## [GOAL OF THE EXERCISE]
Look through the entries below and count the lines with "ConfigFile" in them; the reply is the number alone.

[Stored data]
◆ ◆ ◆

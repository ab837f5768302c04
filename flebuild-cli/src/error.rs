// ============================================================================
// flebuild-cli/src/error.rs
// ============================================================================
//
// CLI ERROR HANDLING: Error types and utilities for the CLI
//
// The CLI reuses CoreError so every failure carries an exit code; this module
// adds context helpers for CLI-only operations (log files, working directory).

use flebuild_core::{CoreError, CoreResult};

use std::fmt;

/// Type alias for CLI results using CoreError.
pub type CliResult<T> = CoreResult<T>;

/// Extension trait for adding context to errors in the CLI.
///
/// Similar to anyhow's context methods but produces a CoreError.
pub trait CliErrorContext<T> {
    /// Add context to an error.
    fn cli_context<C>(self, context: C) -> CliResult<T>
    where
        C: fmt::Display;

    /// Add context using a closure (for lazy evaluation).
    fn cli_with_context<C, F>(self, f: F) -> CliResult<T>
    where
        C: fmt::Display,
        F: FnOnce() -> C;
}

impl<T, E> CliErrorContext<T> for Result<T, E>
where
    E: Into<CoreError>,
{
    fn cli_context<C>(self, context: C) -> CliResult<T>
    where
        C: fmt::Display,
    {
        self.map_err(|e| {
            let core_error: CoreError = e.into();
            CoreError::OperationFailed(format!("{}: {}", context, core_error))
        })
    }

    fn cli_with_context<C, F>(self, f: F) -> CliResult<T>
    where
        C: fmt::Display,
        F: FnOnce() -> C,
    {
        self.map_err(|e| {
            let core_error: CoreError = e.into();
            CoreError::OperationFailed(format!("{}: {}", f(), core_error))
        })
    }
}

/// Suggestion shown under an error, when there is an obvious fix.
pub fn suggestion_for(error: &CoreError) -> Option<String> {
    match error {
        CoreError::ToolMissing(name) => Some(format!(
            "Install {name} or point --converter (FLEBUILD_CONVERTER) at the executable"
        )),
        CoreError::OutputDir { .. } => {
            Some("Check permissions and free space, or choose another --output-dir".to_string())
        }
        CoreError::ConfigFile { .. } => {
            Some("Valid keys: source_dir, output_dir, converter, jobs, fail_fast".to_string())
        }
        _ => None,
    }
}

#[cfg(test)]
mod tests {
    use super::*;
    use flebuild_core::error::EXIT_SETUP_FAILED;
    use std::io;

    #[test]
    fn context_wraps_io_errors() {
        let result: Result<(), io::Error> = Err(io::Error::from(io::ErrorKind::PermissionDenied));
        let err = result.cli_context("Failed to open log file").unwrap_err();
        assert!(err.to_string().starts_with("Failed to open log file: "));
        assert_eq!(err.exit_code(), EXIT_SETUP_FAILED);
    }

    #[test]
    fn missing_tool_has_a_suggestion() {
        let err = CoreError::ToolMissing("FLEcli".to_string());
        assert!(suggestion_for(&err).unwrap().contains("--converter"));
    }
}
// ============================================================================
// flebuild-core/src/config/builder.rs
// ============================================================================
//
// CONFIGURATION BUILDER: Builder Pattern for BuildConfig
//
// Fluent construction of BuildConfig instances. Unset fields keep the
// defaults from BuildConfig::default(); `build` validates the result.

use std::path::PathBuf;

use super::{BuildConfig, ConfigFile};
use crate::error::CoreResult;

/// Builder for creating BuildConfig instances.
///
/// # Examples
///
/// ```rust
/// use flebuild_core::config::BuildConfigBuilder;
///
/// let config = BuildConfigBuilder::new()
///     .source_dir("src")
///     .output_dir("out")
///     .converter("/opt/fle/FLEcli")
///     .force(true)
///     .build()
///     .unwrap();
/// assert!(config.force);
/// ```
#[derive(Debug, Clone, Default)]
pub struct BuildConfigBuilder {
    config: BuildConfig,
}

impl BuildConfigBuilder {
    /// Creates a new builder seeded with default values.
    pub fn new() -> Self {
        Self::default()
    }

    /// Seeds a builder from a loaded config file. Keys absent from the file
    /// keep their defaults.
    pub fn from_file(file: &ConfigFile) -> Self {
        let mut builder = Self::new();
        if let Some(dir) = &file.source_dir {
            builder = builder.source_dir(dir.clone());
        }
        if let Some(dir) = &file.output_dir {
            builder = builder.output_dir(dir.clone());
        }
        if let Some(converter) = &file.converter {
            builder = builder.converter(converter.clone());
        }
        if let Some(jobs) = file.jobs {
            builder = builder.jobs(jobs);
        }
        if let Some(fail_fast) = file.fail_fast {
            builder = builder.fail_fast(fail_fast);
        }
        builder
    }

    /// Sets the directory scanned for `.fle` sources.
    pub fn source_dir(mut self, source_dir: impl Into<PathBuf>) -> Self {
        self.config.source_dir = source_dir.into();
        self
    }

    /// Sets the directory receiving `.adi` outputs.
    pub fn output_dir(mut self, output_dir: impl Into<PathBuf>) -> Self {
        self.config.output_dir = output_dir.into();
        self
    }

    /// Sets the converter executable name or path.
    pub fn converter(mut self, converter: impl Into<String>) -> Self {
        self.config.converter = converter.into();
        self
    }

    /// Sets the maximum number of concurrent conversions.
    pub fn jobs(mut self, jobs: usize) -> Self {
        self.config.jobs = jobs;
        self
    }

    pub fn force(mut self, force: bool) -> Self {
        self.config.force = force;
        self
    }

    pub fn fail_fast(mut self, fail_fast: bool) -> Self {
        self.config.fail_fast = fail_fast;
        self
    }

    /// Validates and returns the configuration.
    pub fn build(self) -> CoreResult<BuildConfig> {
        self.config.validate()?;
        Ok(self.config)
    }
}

◆ ◆ ◆

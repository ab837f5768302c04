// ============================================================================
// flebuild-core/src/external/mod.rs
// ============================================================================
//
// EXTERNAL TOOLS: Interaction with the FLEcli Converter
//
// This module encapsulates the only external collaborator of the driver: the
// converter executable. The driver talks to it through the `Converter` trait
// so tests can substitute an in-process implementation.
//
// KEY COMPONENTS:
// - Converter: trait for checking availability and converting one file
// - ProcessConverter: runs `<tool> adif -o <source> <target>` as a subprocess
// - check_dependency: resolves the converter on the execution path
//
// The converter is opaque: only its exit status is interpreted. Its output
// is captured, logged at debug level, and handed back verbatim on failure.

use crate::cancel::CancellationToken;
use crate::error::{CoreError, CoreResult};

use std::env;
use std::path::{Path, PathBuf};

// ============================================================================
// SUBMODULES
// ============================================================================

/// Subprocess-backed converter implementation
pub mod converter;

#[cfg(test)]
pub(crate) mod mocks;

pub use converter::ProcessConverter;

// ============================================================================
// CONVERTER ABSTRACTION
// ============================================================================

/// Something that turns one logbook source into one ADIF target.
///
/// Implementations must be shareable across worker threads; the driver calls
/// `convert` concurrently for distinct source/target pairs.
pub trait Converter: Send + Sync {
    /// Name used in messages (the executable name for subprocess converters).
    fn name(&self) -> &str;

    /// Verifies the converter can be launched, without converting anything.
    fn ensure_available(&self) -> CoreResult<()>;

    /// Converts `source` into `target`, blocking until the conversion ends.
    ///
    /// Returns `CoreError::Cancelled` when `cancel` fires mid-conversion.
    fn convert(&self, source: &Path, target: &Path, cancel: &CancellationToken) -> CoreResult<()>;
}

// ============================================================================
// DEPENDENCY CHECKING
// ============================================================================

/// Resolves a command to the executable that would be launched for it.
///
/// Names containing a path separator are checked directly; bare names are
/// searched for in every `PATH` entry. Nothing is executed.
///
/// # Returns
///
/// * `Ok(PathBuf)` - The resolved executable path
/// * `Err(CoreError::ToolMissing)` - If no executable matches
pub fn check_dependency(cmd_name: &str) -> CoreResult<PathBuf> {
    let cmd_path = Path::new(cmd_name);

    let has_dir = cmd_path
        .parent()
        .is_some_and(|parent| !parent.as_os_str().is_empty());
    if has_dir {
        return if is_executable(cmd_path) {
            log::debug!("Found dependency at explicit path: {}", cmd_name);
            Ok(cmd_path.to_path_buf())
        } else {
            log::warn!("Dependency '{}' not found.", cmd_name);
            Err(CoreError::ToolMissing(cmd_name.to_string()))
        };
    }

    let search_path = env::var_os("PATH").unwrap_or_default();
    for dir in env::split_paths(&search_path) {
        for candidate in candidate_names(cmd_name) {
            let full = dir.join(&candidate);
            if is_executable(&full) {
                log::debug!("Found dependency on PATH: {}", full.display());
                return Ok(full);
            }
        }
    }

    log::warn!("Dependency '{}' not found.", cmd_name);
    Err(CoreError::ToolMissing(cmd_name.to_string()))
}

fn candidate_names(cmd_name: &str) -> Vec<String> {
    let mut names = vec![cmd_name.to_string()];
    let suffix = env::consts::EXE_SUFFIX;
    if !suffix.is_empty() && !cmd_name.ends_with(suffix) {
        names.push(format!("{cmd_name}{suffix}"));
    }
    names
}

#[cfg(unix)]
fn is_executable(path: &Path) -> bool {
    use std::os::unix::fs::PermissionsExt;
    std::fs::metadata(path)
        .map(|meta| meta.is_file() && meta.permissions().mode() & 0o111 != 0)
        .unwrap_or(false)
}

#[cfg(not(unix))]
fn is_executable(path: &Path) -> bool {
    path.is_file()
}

◆ ◆ ◆

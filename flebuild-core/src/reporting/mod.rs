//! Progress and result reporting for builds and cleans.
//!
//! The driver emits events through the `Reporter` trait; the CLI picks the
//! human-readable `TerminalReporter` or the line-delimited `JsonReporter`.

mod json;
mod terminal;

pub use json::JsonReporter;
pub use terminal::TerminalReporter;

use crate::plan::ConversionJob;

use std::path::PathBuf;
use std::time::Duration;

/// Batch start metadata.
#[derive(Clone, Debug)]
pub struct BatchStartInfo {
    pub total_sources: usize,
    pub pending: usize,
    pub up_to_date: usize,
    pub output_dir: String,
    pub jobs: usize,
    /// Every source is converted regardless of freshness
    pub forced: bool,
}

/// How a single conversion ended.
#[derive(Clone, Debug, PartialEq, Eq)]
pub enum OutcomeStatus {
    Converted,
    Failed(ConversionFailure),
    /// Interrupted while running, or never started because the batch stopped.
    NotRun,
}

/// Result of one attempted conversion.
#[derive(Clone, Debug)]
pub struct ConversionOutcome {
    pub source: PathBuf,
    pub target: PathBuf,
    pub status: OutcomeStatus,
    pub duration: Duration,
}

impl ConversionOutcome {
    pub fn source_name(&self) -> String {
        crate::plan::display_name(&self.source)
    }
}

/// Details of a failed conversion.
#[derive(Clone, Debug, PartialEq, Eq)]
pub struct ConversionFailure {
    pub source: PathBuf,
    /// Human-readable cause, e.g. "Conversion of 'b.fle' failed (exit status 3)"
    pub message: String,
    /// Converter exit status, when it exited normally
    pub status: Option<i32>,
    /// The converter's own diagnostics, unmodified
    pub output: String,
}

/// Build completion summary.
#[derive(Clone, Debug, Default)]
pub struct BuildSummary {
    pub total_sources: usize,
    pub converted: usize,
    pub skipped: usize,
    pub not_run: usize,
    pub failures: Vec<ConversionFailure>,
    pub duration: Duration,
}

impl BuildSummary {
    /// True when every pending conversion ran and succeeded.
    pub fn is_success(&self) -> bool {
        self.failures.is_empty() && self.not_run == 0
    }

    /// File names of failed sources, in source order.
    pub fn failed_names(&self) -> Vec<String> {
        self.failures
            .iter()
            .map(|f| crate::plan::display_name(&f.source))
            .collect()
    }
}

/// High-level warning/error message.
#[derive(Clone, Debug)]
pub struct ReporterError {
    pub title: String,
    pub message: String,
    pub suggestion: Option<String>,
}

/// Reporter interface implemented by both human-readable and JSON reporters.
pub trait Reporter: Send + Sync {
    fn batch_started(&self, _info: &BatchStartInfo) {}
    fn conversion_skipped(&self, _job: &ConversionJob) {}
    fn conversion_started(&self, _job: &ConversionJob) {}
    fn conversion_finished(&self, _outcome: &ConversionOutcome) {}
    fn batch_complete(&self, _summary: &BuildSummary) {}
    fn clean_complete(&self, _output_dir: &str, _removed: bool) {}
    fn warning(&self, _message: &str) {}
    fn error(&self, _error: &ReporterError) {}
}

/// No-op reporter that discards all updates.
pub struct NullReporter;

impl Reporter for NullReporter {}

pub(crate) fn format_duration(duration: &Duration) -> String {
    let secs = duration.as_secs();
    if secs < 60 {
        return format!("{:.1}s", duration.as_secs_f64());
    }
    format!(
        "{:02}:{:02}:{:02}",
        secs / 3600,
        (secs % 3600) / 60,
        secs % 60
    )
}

◆ ◆ ◆

## [WRITTEN ANSWER]
3